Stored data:
^^^^^^^^

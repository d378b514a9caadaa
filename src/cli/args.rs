//! CLI argument definitions.
//!
//! Uses clap derive macros for type-safe argument parsing.

use clap::{Parser, Subcommand};

use crate::config::{DEFAULT_SERVER_HOST, DEFAULT_SERVER_PORT};

/// Estate auth - identity and session service of the marketplace
#[derive(Parser, Debug)]
#[command(name = "estate-auth")]
#[command(author, version, about, long_about = None)]
pub struct Cli {
    /// Enable verbose logging
    #[arg(short, long, global = true)]
    pub verbose: bool,

    #[command(subcommand)]
    pub command: Commands,
}

/// Available CLI commands
#[derive(Subcommand, Debug)]
pub enum Commands {
    /// Start the HTTP server
    Serve(ServeArgs),

    /// Run database migrations
    Migrate(MigrateArgs),
}

/// Arguments for the serve command
#[derive(Parser, Debug)]
pub struct ServeArgs {
    /// Host to bind to
    #[arg(short = 'H', long, default_value = DEFAULT_SERVER_HOST, env = "SERVER_HOST")]
    pub host: String,

    /// Port to listen on
    #[arg(short, long, default_value_t = DEFAULT_SERVER_PORT, env = "SERVER_PORT")]
    pub port: u16,

    /// Keep users and sessions in process memory instead of Postgres and Redis
    #[arg(long)]
    pub in_memory: bool,
}

/// Arguments for the migrate command
#[derive(Parser, Debug)]
pub struct MigrateArgs {
    #[command(subcommand)]
    pub action: MigrateAction,
}

/// Migration actions
#[derive(Subcommand, Debug)]
pub enum MigrateAction {
    /// Run pending migrations
    Up,
    /// Rollback last migration
    Down,
    /// Show migration status
    Status,
    /// Reset and re-run all migrations
    Fresh,
}

#[cfg(test)]
mod tests {
    use super::*;

    #[test]
    fn test_serve_defaults() {
        let cli = Cli::try_parse_from(["estate-auth", "serve"]).unwrap();
        let Commands::Serve(args) = cli.command else {
            panic!("expected serve");
        };

        assert!(!args.in_memory);
        assert!(!cli.verbose);
    }

    #[test]
    fn test_migrate_action() {
        let cli = Cli::try_parse_from(["estate-auth", "-v", "migrate", "status"]).unwrap();

        assert!(cli.verbose);
        assert!(matches!(
            cli.command,
            Commands::Migrate(MigrateArgs {
                action: MigrateAction::Status
            })
        ));
    }
}
//! Repository layer - Data access abstraction
//!
//! Repositories provide an abstraction over data persistence,
//! following the Repository pattern for clean separation of concerns.

pub(crate) mod entities;
mod user_repository;

pub use user_repository::{TxUserStore, UserRepository, UserStore};

// Export mock for tests (both unit and integration)
#[cfg(any(test, feature = "test-utils"))]
pub use user_repository::MockUserRepository;
//! Unit of Work pattern implementation.
//!
//! Centralizes repository access and owns the transaction lifecycle: a
//! closure runs against transaction-scoped repositories and is committed on
//! `Ok`, rolled back on `Err`.

use async_trait::async_trait;
use sea_orm::{AccessMode, DatabaseConnection, IsolationLevel, TransactionTrait};
use std::future::Future;
use std::pin::Pin;
use std::sync::Arc;

use super::repositories::{TxUserStore, UserRepository, UserStore};
use crate::errors::{AppError, AppResult};

/// Boxed future returned by transaction closures.
pub type TxFuture<'a, T> = Pin<Box<dyn Future<Output = AppResult<T>> + Send + 'a>>;

/// Unit of Work trait for dependency injection.
///
/// Not object safe because of the generic transaction methods; services are
/// generic over it instead.
#[async_trait]
pub trait UnitOfWork: Send + Sync + 'static {
    /// Get user repository (autocommit)
    fn users(&self) -> Arc<dyn UserRepository>;

    /// Execute a closure within a transaction.
    ///
    /// Uses ReadCommitted; the partial unique indexes on external id,
    /// username and local email settle concurrent writers.
    async fn transaction<F, T>(&self, f: F) -> AppResult<T>
    where
        F: for<'a> FnOnce(TransactionContext<'a>) -> TxFuture<'a, T> + Send,
        T: Send;
}

/// Transaction context providing repository access within a transaction.
///
/// Every repository reached through the context runs on the same
/// transaction.
#[derive(Clone, Copy)]
pub struct TransactionContext<'a> {
    users: &'a dyn UserRepository,
}

impl<'a> TransactionContext<'a> {
    /// Create a new transaction context
    pub fn new(users: &'a dyn UserRepository) -> Self {
        Self { users }
    }

    /// Get user repository for this transaction
    pub fn users(&self) -> &'a dyn UserRepository {
        self.users
    }
}

/// SeaORM implementation of UnitOfWork
pub struct Persistence {
    db: DatabaseConnection,
    user_repo: Arc<UserStore>,
}

impl Persistence {
    /// Create new UnitOfWork instance
    pub fn new(db: DatabaseConnection) -> Self {
        let user_repo = Arc::new(UserStore::new(db.clone()));
        Self { db, user_repo }
    }

    async fn execute_transaction<F, T>(&self, f: F) -> AppResult<T>
    where
        F: for<'a> FnOnce(TransactionContext<'a>) -> TxFuture<'a, T> + Send,
        T: Send,
    {
        let txn = self
            .db
            .begin_with_config(
                Some(IsolationLevel::ReadCommitted),
                Some(AccessMode::ReadWrite),
            )
            .await
            .map_err(AppError::from)?;

        let result = {
            let users = TxUserStore::new(&txn);
            f(TransactionContext::new(&users)).await
        };

        match result {
            Ok(value) => {
                txn.commit().await.map_err(AppError::from)?;
                Ok(value)
            }
            Err(e) => {
                if let Err(rollback_err) = txn.rollback().await {
                    tracing::error!("Transaction rollback failed: {}", rollback_err);
                }
                Err(e)
            }
        }
    }
}

#[async_trait]
impl UnitOfWork for Persistence {
    fn users(&self) -> Arc<dyn UserRepository> {
        self.user_repo.clone()
    }

    async fn transaction<F, T>(&self, f: F) -> AppResult<T>
    where
        F: for<'a> FnOnce(TransactionContext<'a>) -> TxFuture<'a, T> + Send,
        T: Send,
    {
        self.execute_transaction(f).await
    }
}

/// Run a block inside a unit-of-work transaction.
///
/// ```rust,ignore
/// let user = with_transaction!(uow, |ctx| {
///     ctx.users().find_by_id(id).await
/// })?;
/// ```
#[macro_export]
macro_rules! with_transaction {
    ($uow:expr, |$ctx:ident| $body:expr) => {
        $uow.transaction(move |$ctx| Box::pin(async move { $body })).await
    };
}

^^^^^^^^

> _ASSIGNMENT_: Nothing may change. Retype all of the entries.

> _TASK SOLUTION_:
repository d378b514a9caadaa
filename src/cli/args.rs
//! CLI argument definitions.
//!
//! Uses clap derive macros for type-safe argument parsing.

use clap::{Parser, Subcommand};

use crate::config::{DEFAULT_SERVER_HOST, DEFAULT_SERVER_PORT};

/// Estate auth - identity and session service of the marketplace
#[derive(Parser, Debug)]
#[command(name = "estate-auth")]
#[command(author, version, about, long_about = None)]
pub struct Cli {
    /// Enable verbose logging
    #[arg(short, long, global = true)]
    pub verbose: bool,

    #[command(subcommand)]
    pub command: Commands,
}

/// Available CLI commands
#[derive(Subcommand, Debug)]
pub enum Commands {
    /// Start the HTTP server
    Serve(ServeArgs),

    /// Run database migrations
    Migrate(MigrateArgs),
}

/// Arguments for the serve command
#[derive(Parser, Debug)]
pub struct ServeArgs {
    /// Host to bind to
    #[arg(short = 'H', long, default_value = DEFAULT_SERVER_HOST, env = "SERVER_HOST")]
    pub host: String,

    /// Port to listen on
    #[arg(short, long, default_value_t = DEFAULT_SERVER_PORT, env = "SERVER_PORT")]
    pub port: u16,

    /// Keep users and sessions in process memory instead of Postgres and Redis
    #[arg(long)]
    pub in_memory: bool,
}

/// Arguments for the migrate command
#[derive(Parser, Debug)]
pub struct MigrateArgs {
    #[command(subcommand)]
    pub action: MigrateAction,
}

/// Migration actions
#[derive(Subcommand, Debug)]
pub enum MigrateAction {
    /// Run pending migrations
    Up,
    /// Rollback last migration
    Down,
    /// Show migration status
    Status,
    /// Reset and re-run all migrations
    Fresh,
}

#[cfg(test)]
mod tests {
    use super::*;

    #[test]
    fn test_serve_defaults() {
        let cli = Cli::try_parse_from(["estate-auth", "serve"]).unwrap();
        let Commands::Serve(args) = cli.command else {
            panic!("expected serve");
        };

        assert!(!args.in_memory);
        assert!(!cli.verbose);
    }

    #[test]
    fn test_migrate_action() {
        let cli = Cli::try_parse_from(["estate-auth", "-v", "migrate", "status"]).unwrap();

        assert!(cli.verbose);
        assert!(matches!(
            cli.command,
            Commands::Migrate(MigrateArgs {
                action: MigrateAction::Status
            })
        ));
    }
}
//! Repository layer - Data access abstraction
//!
//! Repositories provide an abstraction over data persistence,
//! following the Repository pattern for clean separation of concerns.

pub(crate) mod entities;
mod user_repository;

pub use user_repository::{TxUserStore, UserRepository, UserStore};

// Export mock for tests (both unit and integration)
#[cfg(any(test, feature = "test-utils"))]
pub use user_repository::MockUserRepository;
//! Unit of Work pattern implementation.
//!
//! Centralizes repository access and owns the transaction lifecycle: a
//! closure runs against transaction-scoped repositories and is committed on
//! `Ok`, rolled back on `Err`.

use async_trait::async_trait;
use sea_orm::{AccessMode, DatabaseConnection, IsolationLevel, TransactionTrait};
use std::future::Future;
use std::pin::Pin;
use std::sync::Arc;

use super::repositories::{TxUserStore, UserRepository, UserStore};
use crate::errors::{AppError, AppResult};

/// Boxed future returned by transaction closures.
pub type TxFuture<'a, T> = Pin<Box<dyn Future<Output = AppResult<T>> + Send + 'a>>;

/// Unit of Work trait for dependency injection.
///
/// Not object safe because of the generic transaction methods; services are
/// generic over it instead.
#[async_trait]
pub trait UnitOfWork: Send + Sync + 'static {
    /// Get user repository (autocommit)
    fn users(&self) -> Arc<dyn UserRepository>;

    /// Execute a closure within a transaction.
    ///
    /// Uses ReadCommitted; the partial unique indexes on external id,
    /// username and local email settle concurrent writers.
    async fn transaction<F, T>(&self, f: F) -> AppResult<T>
    where
        F: for<'a> FnOnce(TransactionContext<'a>) -> TxFuture<'a, T> + Send,
        T: Send;
}

/// Transaction context providing repository access within a transaction.
///
/// Every repository reached through the context runs on the same
/// transaction.
#[derive(Clone, Copy)]
pub struct TransactionContext<'a> {
    users: &'a dyn UserRepository,
}

impl<'a> TransactionContext<'a> {
    /// Create a new transaction context
    pub fn new(users: &'a dyn UserRepository) -> Self {
        Self { users }
    }

    /// Get user repository for this transaction
    pub fn users(&self) -> &'a dyn UserRepository {
        self.users
    }
}

/// SeaORM implementation of UnitOfWork
pub struct Persistence {
    db: DatabaseConnection,
    user_repo: Arc<UserStore>,
}

impl Persistence {
    /// Create new UnitOfWork instance
    pub fn new(db: DatabaseConnection) -> Self {
        let user_repo = Arc::new(UserStore::new(db.clone()));
        Self { db, user_repo }
    }

    async fn execute_transaction<F, T>(&self, f: F) -> AppResult<T>
    where
        F: for<'a> FnOnce(TransactionContext<'a>) -> TxFuture<'a, T> + Send,
        T: Send,
    {
        let txn = self
            .db
            .begin_with_config(
                Some(IsolationLevel::ReadCommitted),
                Some(AccessMode::ReadWrite),
            )
            .await
            .map_err(AppError::from)?;

        let result = {
            let users = TxUserStore::new(&txn);
            f(TransactionContext::new(&users)).await
        };

        match result {
            Ok(value) => {
                txn.commit().await.map_err(AppError::from)?;
                Ok(value)
            }
            Err(e) => {
                if let Err(rollback_err) = txn.rollback().await {
                    tracing::error!("Transaction rollback failed: {}", rollback_err);
                }
                Err(e)
            }
        }
    }
}

#[async_trait]
impl UnitOfWork for Persistence {
    fn users(&self) -> Arc<dyn UserRepository> {
        self.user_repo.clone()
    }

    async fn transaction<F, T>(&self, f: F) -> AppResult<T>
    where
        F: for<'a> FnOnce(TransactionContext<'a>) -> TxFuture<'a, T> + Send,
        T: Send,
    {
        self.execute_transaction(f).await
    }
}

/// Run a block inside a unit-of-work transaction.
///
/// ```rust,ignore
/// let user = with_transaction!(uow, |ctx| {
///     ctx.users().find_by_id(id).await
/// })?;
/// ```
#[macro_export]
macro_rules! with_transaction {
    ($uow:expr, |$ctx:ident| $body:expr) => {
        $uow.transaction(move |$ctx| Box::pin(async move { $body })).await
    };
}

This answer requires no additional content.